How Not To Fix A "Failing" School

Teachers talk: ‘Reform’ and student murder in Chicago

Word is that Attorney General Eric Holder and Education Secretary Arne Duncan will travel to Chicago next week to address the brutal and tragic beating death of Derrion Albert. The plan is to talk to students, parents, community members, and school officials at Fenger High School, where Albert inadvertently got caught in a gang melee and was beaten mercilessly in a violent scene captured on video.

Parents and teachers have been shouting out warnings about the school for months. Maybe this time, someone will listen.

In a damning report in Substance News, former teacher and union security and safety director George N. Schmidt chronicles the story behind the story at Fenger.
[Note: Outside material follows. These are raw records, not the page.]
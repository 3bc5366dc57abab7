//! Route definitions for the roast companion API

use axum::{
    routing::{get, post},
    Router,
};

use crate::{handlers, AppState};

/// Create API routes
pub fn api_routes() -> Router<AppState> {
    Router::new()
        .route("/health", get(handlers::health_check))
        // Roaster hardware bridge
        .nest("/realtime", realtime_routes())
        .nest("/roast/auto", auto_roast_routes())
        .nest("/roast/manual", manual_roast_routes())
        .nest("/profiles", profile_routes())
        .route("/dashboard/metrics", get(handlers::get_metrics))
        .route("/notifications", get(handlers::list_notifications))
}

fn realtime_routes() -> Router<AppState> {
    Router::new()
        .route("/", get(handlers::list_fields))
        .route("/:field", get(handlers::get_field).put(handlers::put_field))
}

/// Automatic roast session routes
fn auto_roast_routes() -> Router<AppState> {
    use handlers::auto_roast::*;

    Router::new()
        .route("/", get(get_session))
        .route("/start", post(start))
        .route("/preheat", post(confirm_pre_heat))
        .route("/beans-inserted", post(beans_inserted))
        .route("/turning-point/ack", post(acknowledge_turning_point))
        .route("/plan", post(submit_plan))
        .route("/finish", post(request_finish))
        .route("/finish/confirm", post(confirm_finish))
        .route("/modal/cancel", post(cancel_modal))
        .route("/stop", post(stop))
        .route("/heater", post(set_heater))
        .route("/motor", post(set_motor))
        .route("/pid", post(set_pid_control))
}

/// Manual roast session routes
fn manual_roast_routes() -> Router<AppState> {
    use handlers::manual_roast::*;

    Router::new()
        .route("/", get(get_session))
        .route("/start", post(start))
        .route("/heater", post(set_heater))
        .route("/motor", post(set_motor))
        .route("/log", post(update_log))
        .route("/stop", post(request_stop))
        .route("/stop/confirm", post(confirm_stop))
        .route("/stop/cancel", post(cancel_stop))
        .route("/save", post(save))
        .route("/discard", post(discard))
}

/// Roast profile routes
fn profile_routes() -> Router<AppState> {
    Router::new()
        .route(
            "/",
            get(handlers::list_profiles).post(handlers::create_profile),
        )
        .route("/recent", get(handlers::recent_profiles))
        .route(
            "/:id",
            get(handlers::get_profile)
                .put(handlers::update_profile)
                .delete(handlers::delete_profile),
        )
}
It’s must reading for anyone who cares about the public schools. Earlier this year, Fenger was subjected to “turnaround,” another word for draconian reform of a failing high school.  Despite warnings from parents and teachers as early as February, the Chicago Public School system fired most of the staff in this “turnaround” in June and July. Students went back in September to a school where nobody knew them.

What does it mean in a gang-infested high school where tensions run high on a typical day? What happens when students walk into a building where no one, not even the janitors, recognizes their faces, knows their family situation, knows their affiliations, their histories? Teacher Deborah Lynch explains it eloquently in a column in today’s Chicago Sun Times.
No one at Fenger this year has known their kids for more than three weeks… I am not saying that knowing the kids better could have averted the melee and tragic death of last week, obviously. But trouble had been brewing at the school even before last week . Staff reported a riot the previous week inside the building, involving teachers being hit, and that two different police stations had to be called in to quell the disturbance. Those are the times when the staff members draw on their relationships with kids to urge restraint, to urge calm and peace, to try to talk things out rather than fight things out. Those are the times when a seasoned staff can identify strategies and resources to address and prevent further problems.
via Safety at Fenger yields to ‘reform’ :: CHICAGO SUN-TIMES :: Other Views.
Lynch further explains the depth of those relationships, which run deep.
We give them bus money when they have forgotten theirs. We share our lunches with those who missed breakfast. We kid them, we laugh with them, we exhort them to do better, to get to school on time, to work hard. A colleague buys suit jackets for the guys to wear to graduation. Another takes kids to get prom dresses. The list of connections and affection and love and sharing goes on and on.
And they comfort them when a student dies a senseless and shameful death.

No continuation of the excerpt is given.